- **Dataset records**:

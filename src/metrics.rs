//! Performance metrics and statistics tracking for the sentiment service.

use crate::models::inference::PredictionResult;
use serde::Serialize;
use std::collections::HashMap;
use std::sync::atomic::{AtomicU64, Ordering};
use std::sync::{Arc, RwLock};
use std::time::{Duration, Instant};
use tracing::info;

/// Metrics collector for service performance
pub struct ServiceMetrics {
    /// Requests answered with a label
    pub requests_classified: AtomicU64,
    /// Requests where no model produced a vote
    pub requests_failed: AtomicU64,
    /// Requests rejected by input validation
    pub requests_rejected: AtomicU64,
    /// Requests where every surviving model agreed
    pub unanimous_votes: AtomicU64,
    /// Final labels
    labels: RwLock<HashMap<String, u64>>,
    /// Per-model inference failures
    model_failures: RwLock<HashMap<String, u64>>,
    /// Processing times (in microseconds)
    processing_times: RwLock<Vec<u64>>,
    /// Start time for rate calculation
    start_time: Instant,
}

impl ServiceMetrics {
    /// Create a new metrics collector
    pub fn new() -> Self {
        Self {
            requests_classified: AtomicU64::new(0),
            requests_failed: AtomicU64::new(0),
            requests_rejected: AtomicU64::new(0),
            unanimous_votes: AtomicU64::new(0),
            labels: RwLock::new(HashMap::new()),
            model_failures: RwLock::new(HashMap::new()),
            processing_times: RwLock::new(Vec::with_capacity(1000)),
            start_time: Instant::now(),
        }
    }

    /// Record a successful classification
    pub fn record_prediction(&self, processing_time: Duration, prediction: &PredictionResult) {
        self.requests_classified.fetch_add(1, Ordering::Relaxed);

        if prediction.predictions().len() > 1 && prediction.is_unanimous() {
            self.unanimous_votes.fetch_add(1, Ordering::Relaxed);
        }

        if let Ok(mut labels) = self.labels.write() {
            *labels.entry(prediction.ensemble.label.to_string()).or_insert(0) += 1;
        }

        self.record_model_failures(prediction.failed_models());
        self.record_processing_time(processing_time);
    }

    /// Record a request that no model could answer
    pub fn record_failure(&self, processing_time: Duration) {
        self.requests_failed.fetch_add(1, Ordering::Relaxed);
        self.record_processing_time(processing_time);
    }

    /// Record a request rejected before inference
    pub fn record_rejection(&self) {
        self.requests_rejected.fetch_add(1, Ordering::Relaxed);
    }

    fn record_model_failures(&self, models: Vec<&str>) {
        if models.is_empty() {
            return;
        }
        if let Ok(mut failures) = self.model_failures.write() {
            for model in models {
                *failures.entry(model.to_string()).or_insert(0) += 1;
            }
        }
    }

    fn record_processing_time(&self, processing_time: Duration) {
        if let Ok(mut times) = self.processing_times.write() {
            times.push(processing_time.as_micros() as u64);
            // Keep only last 10000 for memory efficiency
            if times.len() > 10000 {
                times.drain(0..5000);
            }
        }
    }

    /// Get processing time statistics
    pub fn get_processing_stats(&self) -> ProcessingStats {
        let mut sorted: Vec<u64> = match self.processing_times.read() {
            Ok(times) => times.clone(),
            Err(_) => return ProcessingStats::default(),
        };
        if sorted.is_empty() {
            return ProcessingStats::default();
        }
        sorted.sort_unstable();

        let sum: u64 = sorted.iter().sum();
        let count = sorted.len();

        ProcessingStats {
            count: count as u64,
            mean_us: sum / count as u64,
            p50_us: sorted[count / 2],
            p95_us: sorted[(count as f64 * 0.95) as usize],
            p99_us: sorted[(count as f64 * 0.99) as usize],
            max_us: *sorted.last().unwrap_or(&0),
        }
    }

    /// Get current throughput (classifications per second)
    pub fn get_throughput(&self) -> f64 {
        let elapsed = self.start_time.elapsed().as_secs_f64();
        if elapsed > 0.0 {
            self.requests_classified.load(Ordering::Relaxed) as f64 / elapsed
        } else {
            0.0
        }
    }

    /// Fraction of multi-model votes that were unanimous
    pub fn get_unanimity_rate(&self) -> f64 {
        let classified = self.requests_classified.load(Ordering::Relaxed);
        if classified == 0 {
            return 0.0;
        }
        self.unanimous_votes.load(Ordering::Relaxed) as f64 / classified as f64
    }

    pub fn get_labels(&self) -> HashMap<String, u64> {
        self.labels.read().map(|l| l.clone()).unwrap_or_default()
    }

    pub fn get_model_failures(&self) -> HashMap<String, u64> {
        self.model_failures
            .read()
            .map(|f| f.clone())
            .unwrap_or_default()
    }

    /// Point-in-time copy of every metric
    pub fn snapshot(&self) -> MetricsSnapshot {
        MetricsSnapshot {
            requests_classified: self.requests_classified.load(Ordering::Relaxed),
            requests_failed: self.requests_failed.load(Ordering::Relaxed),
            requests_rejected: self.requests_rejected.load(Ordering::Relaxed),
            unanimity_rate: self.get_unanimity_rate(),
            throughput: self.get_throughput(),
            labels: self.get_labels(),
            model_failures: self.get_model_failures(),
            processing: self.get_processing_stats(),
            uptime_secs: self.start_time.elapsed().as_secs(),
        }
    }

    /// Print summary statistics
    pub fn print_summary(&self) {
        let snapshot = self.snapshot();
        let processing = &snapshot.processing;

        info!("╔══════════════════════════════════════════════════════════════╗");
        info!("║           SENTIMENT ENSEMBLE - METRICS SUMMARY               ║");
        info!("╠══════════════════════════════════════════════════════════════╣");
        info!(
            "║ Classified: {:>8}  │  Failed: {:>6}  │  Rejected: {:>6} ║",
            snapshot.requests_classified, snapshot.requests_failed, snapshot.requests_rejected
        );
        info!(
            "║ Throughput: {:>6.1} req/s  │  Unanimous votes: {:>5.1}%       ║",
            snapshot.throughput,
            snapshot.unanimity_rate * 100.0
        );
        info!(
            "║ Processing Time (μs): mean={:>5} p50={:>5} p95={:>5} p99={:>5} ║",
            processing.mean_us, processing.p50_us, processing.p95_us, processing.p99_us
        );
        info!("╠══════════════════════════════════════════════════════════════╣");
        info!("║ Labels:                                                      ║");
        for (label, count) in &snapshot.labels {
            let pct = if snapshot.requests_classified > 0 {
                (*count as f64 / snapshot.requests_classified as f64) * 100.0
            } else {
                0.0
            };
            info!("║   {:10}: {:>6} ({:>5.1}%)", label, count, pct);
        }
        if !snapshot.model_failures.is_empty() {
            info!("║ Model failures:                                              ║");
            for (model, count) in &snapshot.model_failures {
                info!("║   {:20}: {:>6}", model, count);
            }
        }
        info!("╚══════════════════════════════════════════════════════════════╝");
    }
}

impl Default for ServiceMetrics {
    fn default() -> Self {
        Self::new()
    }
}

/// Processing time statistics
#[derive(Debug, Default, Clone, Serialize)]
pub struct ProcessingStats {
    pub count: u64,
    pub mean_us: u64,
    pub p50_us: u64,
    pub p95_us: u64,
    pub p99_us: u64,
    pub max_us: u64,
}

/// Serializable view of the metrics, served by the HTTP API
#[derive(Debug, Clone, Serialize)]
pub struct MetricsSnapshot {
    pub requests_classified: u64,
    pub requests_failed: u64,
    pub requests_rejected: u64,
    pub unanimity_rate: f64,
    pub throughput: f64,
    pub labels: HashMap<String, u64>,
    pub model_failures: HashMap<String, u64>,
    pub processing: ProcessingStats,
    pub uptime_secs: u64,
}

/// Real-time metrics reporter that prints periodic summaries
pub struct MetricsReporter {
    metrics: Arc<ServiceMetrics>,
    interval_secs: u64,
}

impl MetricsReporter {
    pub fn new(metrics: Arc<ServiceMetrics>, interval_secs: u64) -> Self {
        Self {
            metrics,
            interval_secs,
        }
    }

    /// Start the periodic reporting task
    pub async fn start(self) {
        let mut interval = tokio::time::interval(Duration::from_secs(self.interval_secs));
        // The first tick completes immediately
        interval.tick().await;
        loop {
            interval.tick().await;
            self.metrics.print_summary();
        }
    }
}

#[cfg(test)]
mod tests {
    use super::*;
    use crate::models::inference::ModelOutcome;
    use crate::models::labels::SentimentLabel;
    use crate::types::prediction::{EnsembleResult, NormalizedPrediction};

    fn prediction(labels: &[Option<SentimentLabel>]) -> PredictionResult {
        let outcomes: Vec<ModelOutcome> = labels
            .iter()
            .enumerate()
            .map(|(i, label)| ModelOutcome {
                model: format!("model{}", i),
                result: match label {
                    Some(label) => Ok(NormalizedPrediction::new(label.clone(), 0.8)),
                    None => Err("failed".to_string()),
                },
            })
            .collect();

        PredictionResult {
            ensemble: EnsembleResult {
                label: SentimentLabel::Positive,
                confidence: 0.8,
            },
            outcomes,
        }
    }

    #[test]
    fn test_metrics_recording() {
        let metrics = ServiceMetrics::new();

        metrics.record_prediction(
            Duration::from_micros(100),
            &prediction(&[Some(SentimentLabel::Positive), Some(SentimentLabel::Positive)]),
        );
        metrics.record_prediction(
            Duration::from_micros(200),
            &prediction(&[Some(SentimentLabel::Positive), None]),
        );
        metrics.record_failure(Duration::from_micros(50));
        metrics.record_rejection();

        let snapshot = metrics.snapshot();
        assert_eq!(snapshot.requests_classified, 2);
        assert_eq!(snapshot.requests_failed, 1);
        assert_eq!(snapshot.requests_rejected, 1);
        assert_eq!(snapshot.labels.get("Positive"), Some(&2));
        assert_eq!(snapshot.model_failures.get("model1"), Some(&1));
        assert_eq!(snapshot.processing.count, 3);
    }

    #[test]
    fn test_unanimity_rate() {
        let metrics = ServiceMetrics::new();

        metrics.record_prediction(
            Duration::from_micros(100),
            &prediction(&[Some(SentimentLabel::Positive), Some(SentimentLabel::Positive)]),
        );
        metrics.record_prediction(
            Duration::from_micros(100),
            &prediction(&[Some(SentimentLabel::Positive), Some(SentimentLabel::Negative)]),
        );

        assert!((metrics.get_unanimity_rate() - 0.5).abs() < 1e-9);
    }

    #[test]
    fn test_processing_stats_empty() {
        let metrics = ServiceMetrics::new();
        assert_eq!(metrics.get_processing_stats().count, 0);
    }
}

- **Goal of the exercise**: Would you print exactly, and only, the lines of the data above from the line with "p95_us: sorted[(count as" through the line with "let processing = &snapshot.processing;", inclusive?

- **The completed task**:
            p95_us: sorted[(count as f64 * 0.95) as usize],
            p99_us: sorted[(count as f64 * 0.99) as usize],
            max_us: *sorted.last().unwrap_or(&0),
        }
    }

    /// Get current throughput (classifications per second)
    pub fn get_throughput(&self) -> f64 {
        let elapsed = self.start_time.elapsed().as_secs_f64();
        if elapsed > 0.0 {
            self.requests_classified.load(Ordering::Relaxed) as f64 / elapsed
        } else {
            0.0
        }
    }

    /// Fraction of multi-model votes that were unanimous
    pub fn get_unanimity_rate(&self) -> f64 {
        let classified = self.requests_classified.load(Ordering::Relaxed);
        if classified == 0 {
            return 0.0;
        }
        self.unanimous_votes.load(Ordering::Relaxed) as f64 / classified as f64
    }

    pub fn get_labels(&self) -> HashMap<String, u64> {
        self.labels.read().map(|l| l.clone()).unwrap_or_default()
    }

    pub fn get_model_failures(&self) -> HashMap<String, u64> {
        self.model_failures
            .read()
            .map(|f| f.clone())
            .unwrap_or_default()
    }

    /// Point-in-time copy of every metric
    pub fn snapshot(&self) -> MetricsSnapshot {
        MetricsSnapshot {
            requests_classified: self.requests_classified.load(Ordering::Relaxed),
            requests_failed: self.requests_failed.load(Ordering::Relaxed),
            requests_rejected: self.requests_rejected.load(Ordering::Relaxed),
            unanimity_rate: self.get_unanimity_rate(),
            throughput: self.get_throughput(),
            labels: self.get_labels(),
            model_failures: self.get_model_failures(),
            processing: self.get_processing_stats(),
            uptime_secs: self.start_time.elapsed().as_secs(),
        }
    }

    /// Print summary statistics
    pub fn print_summary(&self) {
        let snapshot = self.snapshot();
        let processing = &snapshot.processing;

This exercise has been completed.